- _Dataset entries_
:::
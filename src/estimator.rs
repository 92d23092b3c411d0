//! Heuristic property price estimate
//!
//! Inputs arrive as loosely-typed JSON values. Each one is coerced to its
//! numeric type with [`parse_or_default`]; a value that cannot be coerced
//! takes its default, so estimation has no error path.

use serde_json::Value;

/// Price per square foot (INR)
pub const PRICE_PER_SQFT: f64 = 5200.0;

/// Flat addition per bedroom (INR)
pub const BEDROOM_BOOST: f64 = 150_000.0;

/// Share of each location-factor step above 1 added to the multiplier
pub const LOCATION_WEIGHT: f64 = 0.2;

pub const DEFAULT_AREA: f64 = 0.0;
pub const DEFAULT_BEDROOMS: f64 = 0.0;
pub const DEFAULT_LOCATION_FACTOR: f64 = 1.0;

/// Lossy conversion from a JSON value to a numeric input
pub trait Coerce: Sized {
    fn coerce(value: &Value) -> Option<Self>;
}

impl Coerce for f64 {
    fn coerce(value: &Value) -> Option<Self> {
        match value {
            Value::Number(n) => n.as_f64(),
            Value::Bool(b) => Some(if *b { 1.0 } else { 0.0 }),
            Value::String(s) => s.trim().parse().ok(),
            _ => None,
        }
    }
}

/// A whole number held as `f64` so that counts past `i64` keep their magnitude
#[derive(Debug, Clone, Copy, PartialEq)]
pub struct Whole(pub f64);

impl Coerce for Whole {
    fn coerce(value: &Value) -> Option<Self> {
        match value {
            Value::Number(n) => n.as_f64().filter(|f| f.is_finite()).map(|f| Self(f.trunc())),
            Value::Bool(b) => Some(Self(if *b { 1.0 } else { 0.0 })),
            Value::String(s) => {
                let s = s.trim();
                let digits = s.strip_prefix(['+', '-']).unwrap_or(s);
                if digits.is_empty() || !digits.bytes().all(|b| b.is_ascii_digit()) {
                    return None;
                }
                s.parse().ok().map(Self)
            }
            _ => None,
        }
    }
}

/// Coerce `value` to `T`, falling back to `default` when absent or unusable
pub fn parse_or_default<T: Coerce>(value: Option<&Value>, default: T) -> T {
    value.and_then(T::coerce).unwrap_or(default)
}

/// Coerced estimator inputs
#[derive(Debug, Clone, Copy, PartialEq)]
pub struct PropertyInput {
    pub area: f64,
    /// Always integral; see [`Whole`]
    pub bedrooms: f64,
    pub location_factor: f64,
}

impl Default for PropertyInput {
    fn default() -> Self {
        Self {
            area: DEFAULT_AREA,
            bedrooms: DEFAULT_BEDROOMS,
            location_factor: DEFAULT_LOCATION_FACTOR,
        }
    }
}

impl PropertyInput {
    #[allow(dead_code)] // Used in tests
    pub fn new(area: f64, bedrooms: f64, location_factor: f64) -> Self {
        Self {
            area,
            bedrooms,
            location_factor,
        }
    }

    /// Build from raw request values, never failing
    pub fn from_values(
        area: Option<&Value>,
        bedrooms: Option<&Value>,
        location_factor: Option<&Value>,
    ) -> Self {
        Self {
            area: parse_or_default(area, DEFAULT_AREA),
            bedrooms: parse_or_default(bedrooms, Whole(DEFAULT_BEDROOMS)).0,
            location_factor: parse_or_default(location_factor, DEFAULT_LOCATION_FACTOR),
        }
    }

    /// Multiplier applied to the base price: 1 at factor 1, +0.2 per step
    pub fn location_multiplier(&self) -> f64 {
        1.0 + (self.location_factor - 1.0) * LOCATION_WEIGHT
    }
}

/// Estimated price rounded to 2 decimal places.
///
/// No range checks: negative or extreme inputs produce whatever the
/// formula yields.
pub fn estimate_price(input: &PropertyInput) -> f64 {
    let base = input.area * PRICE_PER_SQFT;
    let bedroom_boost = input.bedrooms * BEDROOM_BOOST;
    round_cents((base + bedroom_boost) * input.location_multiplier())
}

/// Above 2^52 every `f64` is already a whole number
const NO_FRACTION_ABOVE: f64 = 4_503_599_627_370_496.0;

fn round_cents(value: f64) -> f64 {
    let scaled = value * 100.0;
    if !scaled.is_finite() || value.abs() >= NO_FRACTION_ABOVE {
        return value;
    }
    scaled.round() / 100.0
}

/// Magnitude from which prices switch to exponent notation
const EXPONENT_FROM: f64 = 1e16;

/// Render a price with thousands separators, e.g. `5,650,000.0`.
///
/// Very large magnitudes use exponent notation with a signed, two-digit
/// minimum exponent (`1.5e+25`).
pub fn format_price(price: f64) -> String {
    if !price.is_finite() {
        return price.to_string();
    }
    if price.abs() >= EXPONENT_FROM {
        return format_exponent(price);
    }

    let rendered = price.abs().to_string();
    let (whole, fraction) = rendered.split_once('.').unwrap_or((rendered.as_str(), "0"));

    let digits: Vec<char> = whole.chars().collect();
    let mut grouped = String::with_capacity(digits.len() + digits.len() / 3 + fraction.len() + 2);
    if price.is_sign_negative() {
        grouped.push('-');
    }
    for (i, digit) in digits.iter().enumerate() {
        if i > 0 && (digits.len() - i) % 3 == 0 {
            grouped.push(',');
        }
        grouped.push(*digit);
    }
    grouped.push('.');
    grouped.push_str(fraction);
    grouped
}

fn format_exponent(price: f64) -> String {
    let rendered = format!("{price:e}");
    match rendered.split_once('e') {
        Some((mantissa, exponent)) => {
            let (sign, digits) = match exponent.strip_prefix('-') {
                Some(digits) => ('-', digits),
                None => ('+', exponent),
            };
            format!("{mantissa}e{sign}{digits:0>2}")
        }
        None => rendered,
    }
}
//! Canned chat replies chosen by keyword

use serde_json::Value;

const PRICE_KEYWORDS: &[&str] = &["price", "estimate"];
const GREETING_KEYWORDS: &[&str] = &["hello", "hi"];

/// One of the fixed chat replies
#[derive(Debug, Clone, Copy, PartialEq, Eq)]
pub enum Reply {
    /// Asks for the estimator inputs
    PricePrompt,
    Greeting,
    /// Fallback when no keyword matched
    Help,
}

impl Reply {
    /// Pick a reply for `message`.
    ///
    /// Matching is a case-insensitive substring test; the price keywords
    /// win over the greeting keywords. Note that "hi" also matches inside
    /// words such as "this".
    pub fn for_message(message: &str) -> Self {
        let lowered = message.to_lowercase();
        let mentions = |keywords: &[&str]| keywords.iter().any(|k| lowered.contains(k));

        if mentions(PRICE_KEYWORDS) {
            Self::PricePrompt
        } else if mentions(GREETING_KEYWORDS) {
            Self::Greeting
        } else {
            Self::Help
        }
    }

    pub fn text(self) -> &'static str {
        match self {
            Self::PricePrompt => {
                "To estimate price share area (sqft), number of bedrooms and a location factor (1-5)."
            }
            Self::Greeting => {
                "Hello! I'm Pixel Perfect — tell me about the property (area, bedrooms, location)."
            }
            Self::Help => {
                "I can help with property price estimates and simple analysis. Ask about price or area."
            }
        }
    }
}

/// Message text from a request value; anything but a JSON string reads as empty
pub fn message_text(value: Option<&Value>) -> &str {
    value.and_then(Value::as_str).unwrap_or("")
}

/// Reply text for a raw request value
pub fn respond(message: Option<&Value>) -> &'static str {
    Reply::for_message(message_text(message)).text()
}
:::
- _TASK DIRECTIONS_
Repeat the data in its entirety, word for word.

- _RESPONSE AREA_
filename src/estimator.rs
repository 92d23092b3c411d0
//! Heuristic property price estimate
//!
//! Inputs arrive as loosely-typed JSON values. Each one is coerced to its
//! numeric type with [`parse_or_default`]; a value that cannot be coerced
//! takes its default, so estimation has no error path.

use serde_json::Value;

/// Price per square foot (INR)
pub const PRICE_PER_SQFT: f64 = 5200.0;

/// Flat addition per bedroom (INR)
pub const BEDROOM_BOOST: f64 = 150_000.0;

/// Share of each location-factor step above 1 added to the multiplier
pub const LOCATION_WEIGHT: f64 = 0.2;

pub const DEFAULT_AREA: f64 = 0.0;
pub const DEFAULT_BEDROOMS: f64 = 0.0;
pub const DEFAULT_LOCATION_FACTOR: f64 = 1.0;

/// Lossy conversion from a JSON value to a numeric input
pub trait Coerce: Sized {
    fn coerce(value: &Value) -> Option<Self>;
}

impl Coerce for f64 {
    fn coerce(value: &Value) -> Option<Self> {
        match value {
            Value::Number(n) => n.as_f64(),
            Value::Bool(b) => Some(if *b { 1.0 } else { 0.0 }),
            Value::String(s) => s.trim().parse().ok(),
            _ => None,
        }
    }
}

/// A whole number held as `f64` so that counts past `i64` keep their magnitude
#[derive(Debug, Clone, Copy, PartialEq)]
pub struct Whole(pub f64);

impl Coerce for Whole {
    fn coerce(value: &Value) -> Option<Self> {
        match value {
            Value::Number(n) => n.as_f64().filter(|f| f.is_finite()).map(|f| Self(f.trunc())),
            Value::Bool(b) => Some(Self(if *b { 1.0 } else { 0.0 })),
            Value::String(s) => {
                let s = s.trim();
                let digits = s.strip_prefix(['+', '-']).unwrap_or(s);
                if digits.is_empty() || !digits.bytes().all(|b| b.is_ascii_digit()) {
                    return None;
                }
                s.parse().ok().map(Self)
            }
            _ => None,
        }
    }
}

/// Coerce `value` to `T`, falling back to `default` when absent or unusable
pub fn parse_or_default<T: Coerce>(value: Option<&Value>, default: T) -> T {
    value.and_then(T::coerce).unwrap_or(default)
}

/// Coerced estimator inputs
#[derive(Debug, Clone, Copy, PartialEq)]
pub struct PropertyInput {
    pub area: f64,
    /// Always integral; see [`Whole`]
    pub bedrooms: f64,
    pub location_factor: f64,
}

impl Default for PropertyInput {
    fn default() -> Self {
        Self {
            area: DEFAULT_AREA,
            bedrooms: DEFAULT_BEDROOMS,
            location_factor: DEFAULT_LOCATION_FACTOR,
        }
    }
}

impl PropertyInput {
    #[allow(dead_code)] // Used in tests
    pub fn new(area: f64, bedrooms: f64, location_factor: f64) -> Self {
        Self {
            area,
            bedrooms,
            location_factor,
        }
    }

    /// Build from raw request values, never failing
    pub fn from_values(
        area: Option<&Value>,
        bedrooms: Option<&Value>,
        location_factor: Option<&Value>,
    ) -> Self {
        Self {
            area: parse_or_default(area, DEFAULT_AREA),
            bedrooms: parse_or_default(bedrooms, Whole(DEFAULT_BEDROOMS)).0,
            location_factor: parse_or_default(location_factor, DEFAULT_LOCATION_FACTOR),
        }
    }

    /// Multiplier applied to the base price: 1 at factor 1, +0.2 per step
    pub fn location_multiplier(&self) -> f64 {
        1.0 + (self.location_factor - 1.0) * LOCATION_WEIGHT
    }
}

/// Estimated price rounded to 2 decimal places.
///
/// No range checks: negative or extreme inputs produce whatever the
/// formula yields.
pub fn estimate_price(input: &PropertyInput) -> f64 {
    let base = input.area * PRICE_PER_SQFT;
    let bedroom_boost = input.bedrooms * BEDROOM_BOOST;
    round_cents((base + bedroom_boost) * input.location_multiplier())
}

/// Above 2^52 every `f64` is already a whole number
const NO_FRACTION_ABOVE: f64 = 4_503_599_627_370_496.0;

fn round_cents(value: f64) -> f64 {
    let scaled = value * 100.0;
    if !scaled.is_finite() || value.abs() >= NO_FRACTION_ABOVE {
        return value;
    }
    scaled.round() / 100.0
}

/// Magnitude from which prices switch to exponent notation
const EXPONENT_FROM: f64 = 1e16;

/// Render a price with thousands separators, e.g. `5,650,000.0`.
///
/// Very large magnitudes use exponent notation with a signed, two-digit
/// minimum exponent (`1.5e+25`).
pub fn format_price(price: f64) -> String {
    if !price.is_finite() {
        return price.to_string();
    }
    if price.abs() >= EXPONENT_FROM {
        return format_exponent(price);
    }

    let rendered = price.abs().to_string();
    let (whole, fraction) = rendered.split_once('.').unwrap_or((rendered.as_str(), "0"));

    let digits: Vec<char> = whole.chars().collect();
    let mut grouped = String::with_capacity(digits.len() + digits.len() / 3 + fraction.len() + 2);
    if price.is_sign_negative() {
        grouped.push('-');
    }
    for (i, digit) in digits.iter().enumerate() {
        if i > 0 && (digits.len() - i) % 3 == 0 {
            grouped.push(',');
        }
        grouped.push(*digit);
    }
    grouped.push('.');
    grouped.push_str(fraction);
    grouped
}

fn format_exponent(price: f64) -> String {
    let rendered = format!("{price:e}");
    match rendered.split_once('e') {
        Some((mantissa, exponent)) => {
            let (sign, digits) = match exponent.strip_prefix('-') {
                Some(digits) => ('-', digits),
                None => ('+', exponent),
            };
            format!("{mantissa}e{sign}{digits:0>2}")
        }
        None => rendered,
    }
}
//! Canned chat replies chosen by keyword

use serde_json::Value;

const PRICE_KEYWORDS: &[&str] = &["price", "estimate"];
const GREETING_KEYWORDS: &[&str] = &["hello", "hi"];

/// One of the fixed chat replies
#[derive(Debug, Clone, Copy, PartialEq, Eq)]
pub enum Reply {
    /// Asks for the estimator inputs
    PricePrompt,
    Greeting,
    /// Fallback when no keyword matched
    Help,
}

impl Reply {
    /// Pick a reply for `message`.
    ///
    /// Matching is a case-insensitive substring test; the price keywords
    /// win over the greeting keywords. Note that "hi" also matches inside
    /// words such as "this".
    pub fn for_message(message: &str) -> Self {
        let lowered = message.to_lowercase();
        let mentions = |keywords: &[&str]| keywords.iter().any(|k| lowered.contains(k));

        if mentions(PRICE_KEYWORDS) {
            Self::PricePrompt
        } else if mentions(GREETING_KEYWORDS) {
            Self::Greeting
        } else {
            Self::Help
        }
    }

    pub fn text(self) -> &'static str {
        match self {
            Self::PricePrompt => {
                "To estimate price share area (sqft), number of bedrooms and a location factor (1-5)."
            }
            Self::Greeting => {
                "Hello! I'm Pixel Perfect — tell me about the property (area, bedrooms, location)."
            }
            Self::Help => {
                "I can help with property price estimates and simple analysis. Ask about price or area."
            }
        }
    }
}

/// Message text from a request value; anything but a JSON string reads as empty
pub fn message_text(value: Option<&Value>) -> &str {
    value.and_then(Value::as_str).unwrap_or("")
}

/// Reply text for a raw request value
pub fn respond(message: Option<&Value>) -> &'static str {
    Reply::for_message(message_text(message)).text()
}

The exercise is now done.